You lucky ducky! I am sooo jealous.
It's funny, I moved last month and came across my copy of red
giants white dwarfs and perused it for the first time in a
while.
Great primer, but it's funny how even after only twenty years it
seems dated. For example, he gives equal time to the steady-state
and big bang cosmologists (although he believes the latter are
correct). Also, he seemed a little too optimistic on the whole
(what would be called now) SETI thing. I wonder if both of these
are why he was on the 'skeptic' side of climate change.
Still, a good popularizer of science (and definitely less political
than Sagan) and a loss to the field.
We had him on as a guest to debate the feasibility of
President Reagan's Strategic Defense Initiative a number of
times.
I am of the opinion that no one with a semester of physics could
possibly believe that SDI could ever be made to work in
the real world.

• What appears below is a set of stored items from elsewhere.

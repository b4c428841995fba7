use ndarray::ArrayViewD;
use serde::{Deserialize, Serialize};

use super::SparseCategoricalCrossentropy;
use crate::Result;

pub trait LossFn: Send {
    /// Computes the loss of a batch of predictions.
    ///
    /// # Arguments
    /// * `y_true` - The integer labels.
    /// * `y_pred` - The predicted scores, classes on the last axis.
    ///
    /// # Returns
    /// The mean loss over every label position.
    fn loss(&self, y_true: ArrayViewD<i64>, y_pred: ArrayViewD<f32>) -> Result<f32>;
}

/// Describes a `LossFn` to build.
#[derive(Debug, Clone, Copy, PartialEq, Eq, Serialize, Deserialize)]
#[serde(rename_all = "snake_case")]
pub enum LossSpec {
    SparseCategoricalCrossentropy { from_logits: bool },
}

impl LossSpec {
    /// Builds a fresh loss function following this spec.
    pub fn build(&self) -> Box<dyn LossFn> {
        match *self {
            LossSpec::SparseCategoricalCrossentropy { from_logits } => {
                Box::new(SparseCategoricalCrossentropy::new(from_logits))
            }
        }
    }
}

For the simple reason that no matter how good you
make it, it can be defeated for one thousandth the cost.
What was Jastrow's opinion?
I'm sorry I was unaware of the man while he lived.
I worked on Mt Wilson when I was in grad school back around
1980.
When you spend time on the mountain, the past and present, the
earth and sky, the near and far, and the 19th and late 20th
centuries come together in a way that is truly awesome.
Someone asked if science has ever created the equivalent of a
cathedral:
Yes, Mt Wilson and other great observatories. Too bad most people
cannot experience them firsthand. I was lucky.
He probably didn't make the militant atheist wing of the
scientific community very happy when he wrote God and the
Astronomers:
http://www.amazon.com/exec/obidos/ASIN/0393850064/reasonmagazineA/
He probably didn't make the militant atheist wing of the
scientific community....
I don't know of any atheist scientists that advocate violence in
support of their worldview.
Please provide an example of such a person.
I didn't know the man. But I would also like to touch the
100-inch hooker.
twisted merkin -
You are likely not alone. IMRO, an 8'4" prostitute would be a
very popular lady.
Still waiting, David, for you to name a single member of your "militant atheist wing of the scientific community".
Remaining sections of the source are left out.